If İstanbul 2009’u geride bırakırken çeşitli dedikoduları da beraberinde gitti. Kimileri bu yıl filmlerin pek de bağımsız seçilmediğini söylerken, kimileri filmlerin özenle seçilmediğinden dert yandı. Sonuç olarak sinemaya olan her katkının olumlu eleştirilmesi gerektiğini düşündüğümden iyi bir festival olduğunu söyleyebilirim.
Başarılı kısa filmci Deniz Buga Kısaları festivalde toplu gösterim olarak sinema seyircisine sunuldu. O seyircilerden biri de bendim, izledim ve festival boyunca NisiMasa ekibinin çıkardığı gazete için de bu kısaları kaleme aldım. Kaleme aldım da çok yazarımsı koktu, yazıverdim işte..

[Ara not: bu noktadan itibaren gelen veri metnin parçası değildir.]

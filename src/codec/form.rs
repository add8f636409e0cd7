//! Form-urlencoded codec (`H` tag).
//!
//! Decoding follows the WHATWG algorithm: split on `&`, split each pair on the
//! first `=`, map `+` to space and percent-decode both sides. Duplicate keys
//! overwrite. Values come back as byte strings; the format carries no types.

use percent_encoding::percent_decode;

use crate::codec::{CodecType, StructCodec};
use crate::errors::{FormatError, ParseError, Result};
use crate::types::{Payload, Value};

#[derive(Clone, Copy, Debug, Default)]
pub struct FormUrlencoded;

fn decode_component(raw: &[u8]) -> Vec<u8> {
    let plus_mapped: Vec<u8> = raw.iter().map(|b| if *b == b'+' { b' ' } else { *b }).collect();
    percent_decode(&plus_mapped).collect()
}

fn scalar_text(key: &str, value: &Value) -> Result<Option<Vec<u8>>> {
    let text = match value {
        // Nulls are omitted, like an absent field.
        Value::Null => return Ok(None),
        Value::Bool(b) => u8::from(*b).to_string().into_bytes(),
        Value::Int(i) => i.to_string().into_bytes(),
        Value::Float(f) => f.to_string().into_bytes(),
        Value::Bytes(b) => b.clone(),
        Value::List(_) | Value::Map(_) => {
            return Err(FormatError::Unrepresentable(format!("nested value under \"{key}\"")).into());
        }
    };
    Ok(Some(text))
}

impl StructCodec for FormUrlencoded {
    fn tag(&self) -> u8 {
        CodecType::Rfc3986.tag()
    }

    fn name(&self) -> &'static str {
        "rfc3986"
    }

    fn serialize(&self, value: &Value) -> Result<Vec<u8>> {
        let Value::Map(m) = value else {
            return Err(FormatError::Unrepresentable(format!("{} at top level", value.type_name())).into());
        };
        let mut pairs = Vec::with_capacity(m.len());
        for (k, v) in m {
            if let Some(text) = scalar_text(k, v)? {
                let key: String = form_urlencoded::byte_serialize(k.as_bytes()).collect();
                let val: String = form_urlencoded::byte_serialize(&text).collect();
                pairs.push(format!("{key}={val}"));
            }
        }
        Ok(pairs.join("&").into_bytes())
    }

    fn deserialize(&self, body: &[u8]) -> Result<Value> {
        let mut m = Payload::new();
        for pair in body.split(|b| *b == b'&').filter(|p| !p.is_empty()) {
            let (name, val) = match pair.iter().position(|b| *b == b'=') {
                Some(i) => (&pair[..i], &pair[i + 1..]),
                None => (pair, &[][..]),
            };
            let name = String::from_utf8(decode_component(name))
                .map_err(|_| ParseError::MalformedPayload("form key is not UTF-8".into()))?;
            m.insert(name, Value::Bytes(decode_component(val)));
        }
        Ok(Value::Map(m))
    }
}

#[cfg(test)]
mod tests {
    use super::*;

    #[test]
    fn decode_whatwg() {
        let v = FormUrlencoded.deserialize(b"result=3&b.ua=Mozilla%2F5.0+(X11)&flag&&a=1=2").unwrap();
        let m = v.as_map().unwrap();
        assert_eq!(m["result"].as_int(), Some(3));
        assert_eq!(m["b.ua"], Value::from("Mozilla/5.0 (X11)"));
        assert_eq!(m["flag"], Value::from(""));
        assert_eq!(m["a"], Value::from("1=2"));
        assert_eq!(m.len(), 4);
    }

    #[test]
    fn duplicate_keys_overwrite() {
        let v = FormUrlencoded.deserialize(b"k=1&k=2").unwrap();
        let m = v.as_map().unwrap();
        assert_eq!(m.len(), 1);
        assert_eq!(m["k"], Value::from("2"));
    }

    #[test]
    fn encode_scalars() {
        let mut m = Payload::new();
        m.insert("result".into(), Value::Int(9));
        m.insert("b.ua".into(), Value::from("a b&c"));
        m.insert("skip".into(), Value::Null);
        m.insert("t".into(), Value::Bool(true));
        let out = FormUrlencoded.serialize(&Value::Map(m)).unwrap();
        assert_eq!(out, b"result=9&b.ua=a+b%26c&t=1".to_vec());
    }

    #[test]
    fn binary_values_survive() {
        let mut m = Payload::new();
        m.insert("raw".into(), Value::Bytes(vec![0x00, 0xff, b'+']));
        let v = Value::Map(m);
        let out = FormUrlencoded.encode(&v).unwrap();
        assert_eq!(FormUrlencoded.decode(&out).unwrap(), v);
    }

    #[test]
    fn nested_is_unrepresentable() {
        let mut m = Payload::new();
        m.insert("b".into(), Value::Map(Payload::new()));
        assert!(FormUrlencoded.serialize(&Value::Map(m)).is_err());
        assert!(FormUrlencoded.serialize(&Value::Int(1)).is_err());
    }
}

Sanatın her alanında olduğu gibi sinemayı da icra etmek için insanın içinde bir derdin vuku bulması gerekiyor. Deniz Buga’nın da cinsellik ve baskı üzerine bazı sıkıntıları var. Bunları da hemen hemen tüm kısa filmlerinde işlemiş. İstanbul ve New York hattında işlediği filmlerinde kimi zaman bir asker ve Budist bir adamın aşk dolu ilişkisini izlerken (Çarşambalar) kimi zaman bir baba-oğul hikayesindeki oğlun mücadelesini (Onun İçin) görüyoruz. İki kendine has karmaşası olan şehrin hareketliliğinden yumuşak bir geçişle bizi doğayla bütünleştirdiği sahnelerde ise kullandığı müziklerle birlikte anlatım tarzındaki ustalığını konuşturuyor Buga. Kimi filmlerinde de uykunun ve halüsinasyonun hakim olduğunu görüyoruz. Bunlar da uykunun aslında insanı ne kadar masumane bir varlık haline dönüştürdüğünün bir göstergesi. Buga, doğduğu coğrafyanın da etkisiyle önceleri kendi üzerinde melankoli haline gelen bazı konuları New York’ta yaşadıktan sonra daha iyi algılamış ve üzerindeki hüznü atarak bu duyguyu filmlerine en iyi şekilde yansıtmış.